→ DATA TO EXAMINE:

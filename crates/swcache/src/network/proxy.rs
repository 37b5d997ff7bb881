use reqwest::Proxy;
use serde::Deserialize;

use crate::error::NetworkError;

/// Proxy configuration types
#[derive(Debug, Clone, PartialEq, Eq, Copy, Deserialize)]
#[serde(rename_all = "lowercase")]
pub enum ProxyType {
    /// HTTP proxy
    Http,
    /// HTTPS proxy
    Https,
    /// SOCKS5 proxy
    Socks5,
    /// All protocols proxy
    All,
}

/// Proxy authentication
#[derive(Debug, Clone, Deserialize)]
pub struct ProxyAuth {
    pub username: String,
    pub password: String,
}

/// Proxy configuration
#[derive(Debug, Clone, Deserialize)]
pub struct ProxyConfig {
    /// Proxy server URL (e.g., "http://proxy.example.com:8080")
    pub url: String,
    pub proxy_type: ProxyType,
    pub auth: Option<ProxyAuth>,
}

/// Build a reqwest Proxy object from our proxy configuration
pub fn build_proxy_from_config(config: &ProxyConfig) -> Result<Proxy, NetworkError> {
    let proxy_url = &config.url;
    let invalid = |kind: &str, e: reqwest::Error| {
        NetworkError::Unreachable(format!("Invalid {kind} proxy URL {proxy_url}: {e}"))
    };

    let mut proxy = match config.proxy_type {
        ProxyType::Http => Proxy::http(proxy_url).map_err(|e| invalid("HTTP", e))?,
        ProxyType::Https => Proxy::https(proxy_url).map_err(|e| invalid("HTTPS", e))?,
        ProxyType::Socks5 => {
            let url = if proxy_url.starts_with("socks5://") {
                proxy_url.to_string()
            } else {
                format!("socks5://{proxy_url}")
            };

            Proxy::all(&url).map_err(|e| invalid("SOCKS5", e))?
        }
        ProxyType::All => Proxy::all(proxy_url).map_err(|e| invalid("generic", e))?,
    };

    if let Some(auth) = &config.auth {
        proxy = proxy.basic_auth(&auth.username, &auth.password);
    }

    Ok(proxy)
}
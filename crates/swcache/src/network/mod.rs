//! # Network Access
//!
//! The [`Network`] trait is the interceptor's only route to the outside
//! world. [`HttpNetwork`] implements it on top of `reqwest`.

mod client;
mod config;
pub mod proxy;

use async_trait::async_trait;

use crate::error::NetworkError;
use crate::http::{Request, Response};

pub use client::{HttpNetwork, create_client};
pub use config::NetworkConfig;
pub use proxy::{ProxyAuth, ProxyConfig, ProxyType};

/// Issues requests to the network
#[async_trait]
pub trait Network: Send + Sync {
    async fn fetch(&self, request: Request) -> Result<Response, NetworkError>;
}
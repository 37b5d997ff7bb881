//! # swcache
//!
//! A client-side caching interceptor for a single web application.
//!
//! ## Features
//!
//! - Versioned static partition filled at install, stale versions dropped at activation
//! - Cache-first handling of same-origin requests with an offline shell for navigations
//! - Cache-first handling of whitelisted external origins in a separate dynamic partition
//! - Injected storage, network and host so the logic runs anywhere
//!
//! ## Example
//!
//! ```no_run
//! use std::sync::Arc;
//!
//! use swcache_engine::{
//!     FileCacheStorage, HttpNetwork, Interceptor, InterceptorConfig, LoggingHost, NetworkConfig,
//!     Request,
//! };
//!
//! # async fn run() -> Result<(), Box<dyn std::error::Error>> {
//! let config = InterceptorConfig::builder()
//!     .with_scope("https://app.example/ephone/")
//!     .build()?;
//! let network = HttpNetwork::new(config.scope(), &NetworkConfig::default())?;
//! let interceptor = Interceptor::new(
//!     config,
//!     Arc::new(FileCacheStorage::new("/var/cache/ephone")),
//!     Arc::new(network),
//!     Arc::new(LoggingHost),
//! );
//!
//! interceptor.install().await?;
//! interceptor.activate().await?;
//!
//! let url = "https://app.example/ephone/index.html".parse()?;
//! let outcome = interceptor.handle_fetch(Request::navigate(url)).await?;
//! # let _ = outcome;
//! # Ok(())
//! # }
//! ```

pub mod builder;
pub mod cache;
pub mod config;
pub mod error;
pub mod events;
pub mod host;
pub mod http;
pub mod interceptor;
pub mod network;
pub mod whitelist;

#[cfg(test)]
mod test_support;

pub use builder::InterceptorConfigBuilder;
pub use cache::{CachePartition, CacheStorage, FileCacheStorage, MemoryCacheStorage, RequestKey};
pub use config::{InterceptorConfig, NotificationConfig, PartitionNames};
pub use error::{CacheError, InterceptError, NetworkError};
pub use events::{ClientMessage, EventOutcome, LifecycleEvent, NotificationOptions};
pub use host::{Host, LoggingHost};
pub use http::{Body, Destination, Request, Response, ResponseType};
pub use interceptor::{FetchOutcome, Interceptor, Route};
pub use network::{HttpNetwork, Network, NetworkConfig, ProxyAuth, ProxyConfig, ProxyType};
pub use whitelist::OriginWhitelist;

→ TASK DESCRIPTION: Scan the lines above for the word "HttpNetwork". Return each one that has it.

→ SOLUTION TO THE EXERCISE:
//! world. [`HttpNetwork`] implements it on top of `reqwest`.
pub use client::{HttpNetwork, create_client};
//!     FileCacheStorage, HttpNetwork, Interceptor, InterceptorConfig, LoggingHost, NetworkConfig,
//! let network = HttpNetwork::new(config.scope(), &NetworkConfig::default())?;
pub use network::{HttpNetwork, Network, NetworkConfig, ProxyAuth, ProxyConfig, ProxyType};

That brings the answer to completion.